Si la couverture est réussie et tire l’œil, on me permettra je suppose de ne pas l’apprécier. Il s’agit d’un recueil de textes plus ou moins courts ou plus ou moins longs. Le troisième de l’auteur, et il a obtenu le Prix Imaginales 2019 (prix littéraire créé en mai 2002 et décerné lors du festival du même nom qui se déroule chaque année à Épinal, dans les Vosges. Il récompense les meilleures œuvres de fantasy de l’année dans six catégories). Vous le savez, je n’aime pas trop les introductions qui vous expliquent comment vous devez lire ce qui les suit, je n’aime pas trop non plus ces courts textes qui précèdent/présentent ce que vous allez lire… Là, l’introduction est signée de l’auteur et tâche avec humour de nous dire d’où vient le titre du recueil et après un conte bizarre il nous présente où et comment sont nés les textes qui suivent. On pourrait résumer son introduction à un texte supplémentaire, une prime. Avant de vous parler d’un ou deux textes en particulier, je voudrais dire que ceux donnés à lire ici devraient être proposés en lecture obligatoire à tous les apprentis écrivains et ce pour deux raisons. D’abord parce que l’auteur y montre un sens aigu de l’ellipse et ensuite à cause de l’économie de moyen mise en œuvre : le minimum de mots pour une efficacité maximum.

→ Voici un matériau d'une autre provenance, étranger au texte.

pub mod browse;
pub mod clear;
pub mod config;
pub mod context;
pub mod display;
pub mod history;
pub mod prompts;
pub mod recommend;
pub mod spinner;
pub mod watchlist;
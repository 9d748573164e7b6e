use serde::{Deserialize, Serialize};
use crate::movie::{GenreId, MovieId};

/// Maximum number of entries kept in the watch history
pub const WATCH_HISTORY_LIMIT: usize = 20;

/// Rating assumed when none is given, or when the given one is not a number
pub const DEFAULT_RATING: f64 = 7.0;

/// One watched movie, as persisted under the `watchHistory` key.
///
/// Field names are camelCase on disk so existing stores stay readable.
#[derive(Debug, Clone, Serialize, Deserialize, PartialEq)]
#[serde(rename_all = "camelCase")]
pub struct WatchHistoryItem {
    pub movie_id: MovieId,
    pub timestamp: i64, // ms since epoch, ordering only
    #[serde(default)]
    pub genres: Vec<GenreId>,
    #[serde(default = "default_rating", deserialize_with = "de_rating")]
    pub rating: f64,
}

fn default_rating() -> f64 {
    DEFAULT_RATING
}

// Stored ratings may be null or non-numeric after manual edits
fn de_rating<'de, D>(deserializer: D) -> Result<f64, D::Error>
where
    D: serde::Deserializer<'de>,
{
    let value = serde_json::Value::deserialize(deserializer)?;
    Ok(normalize_rating(value.as_f64()))
}

/// Substitute the default for missing/NaN ratings and clamp to 0-10
pub fn normalize_rating(rating: Option<f64>) -> f64 {
    match rating {
        Some(r) if r.is_finite() => r.clamp(0.0, 10.0),
        _ => DEFAULT_RATING,
    }
}

#[cfg(test)]
mod tests {
    use super::*;

    #[test]
    fn test_normalize_rating() {
        assert_eq!(normalize_rating(None), 7.0);
        assert_eq!(normalize_rating(Some(f64::NAN)), 7.0);
        assert_eq!(normalize_rating(Some(8.5)), 8.5);
        assert_eq!(normalize_rating(Some(12.0)), 10.0);
        assert_eq!(normalize_rating(Some(-1.0)), 0.0);
    }

    #[test]
    fn test_camel_case_round_trip_format() {
        let item = WatchHistoryItem {
            movie_id: 42,
            timestamp: 1_700_000_000_000,
            genres: vec![28, 12],
            rating: 8.0,
        };
        let json = serde_json::to_value(&item).unwrap();
        assert_eq!(json["movieId"], 42);
        assert_eq!(json["genres"], serde_json::json!([28, 12]));
    }

    #[test]
    fn test_missing_or_bad_rating_defaults() {
        let item: WatchHistoryItem =
            serde_json::from_str(r#"{"movieId": 1, "timestamp": 5, "genres": [18]}"#).unwrap();
        assert_eq!(item.rating, 7.0);

        let item: WatchHistoryItem =
            serde_json::from_str(r#"{"movieId": 1, "timestamp": 5, "genres": [18], "rating": null}"#).unwrap();
        assert_eq!(item.rating, 7.0);
    }
}
use cinepick_models::{GenreId, Movie};
use serde::{Deserialize, Serialize};

/// Listing filter: minimum vote average and an optional genre
#[derive(Debug, Clone, Default, PartialEq, Serialize, Deserialize)]
pub struct MovieFilter {
    #[serde(default)]
    pub min_rating: f64,
    #[serde(default)]
    pub genre: Option<GenreId>,
}

impl MovieFilter {
    pub fn is_active(&self) -> bool {
        self.min_rating > 0.0 || self.genre.is_some()
    }

    /// Unrated movies (vote average 0) are not held to `min_rating`
    pub fn matches(&self, movie: &Movie) -> bool {
        let rated = movie.vote_average > 0.0;
        if self.min_rating > 0.0 && rated && movie.vote_average < self.min_rating {
            return false;
        }
        match self.genre {
            Some(genre) => movie.genre_ids.contains(&genre),
            None => true,
        }
    }
}

pub fn filter_movies(movies: &[Movie], filter: &MovieFilter) -> Vec<Movie> {
    movies.iter().filter(|m| filter.matches(m)).cloned().collect()
}
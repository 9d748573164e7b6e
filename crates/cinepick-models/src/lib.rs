pub mod credits;
pub mod genre;
pub mod movie;
pub mod page;
pub mod watch_history;

pub use credits::{CastMember, Credits, CrewMember, StreamSource, Video};
pub use genre::{builtin_genres, genre_by_name, genre_name, Genre, MOVIE_GENRES};
pub use movie::{GenreId, Movie, MovieDetails, MovieId, Watchable};
pub use page::{MoviePage, RecommendationResult};
pub use watch_history::{normalize_rating, WatchHistoryItem, DEFAULT_RATING, WATCH_HISTORY_LIMIT};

Et on comprend ce que cela représente pour le genre traité. Je vais vous parler de deux textes de ce recueil. Le premier s’intitule « Clic-Clac, le sac qui claque », pourquoi celui-là ? Parce qu’il ne peut être raconté que de manière biaisée. C’est l’histoire d’un jeune adulte qui écrit des histoires qui font un peu peur et à qui un jeune garçon demande de lui raconter une histoire pour l’aider à s’endormir… Faites une expérience, lisez ce texte à trois voix : un récitant, le jeune adulte et l’enfant, et observez l’attitude des spectateurs. J’ai choisi le deuxième tout simplement parce que j’aime beaucoup Ray Bradbury, il s’intitule « L’homme qui a oublié Ray Bradbury ». Il fait largement référence à la fin du roman « Fahrenheit 451 » (la température à laquelle le livre s’enflamme). Vous avez le choix entre le livre de Ray Bradbury et le film de François Truffaut. Et cela je pense vous donnera beaucoup à réfléchir…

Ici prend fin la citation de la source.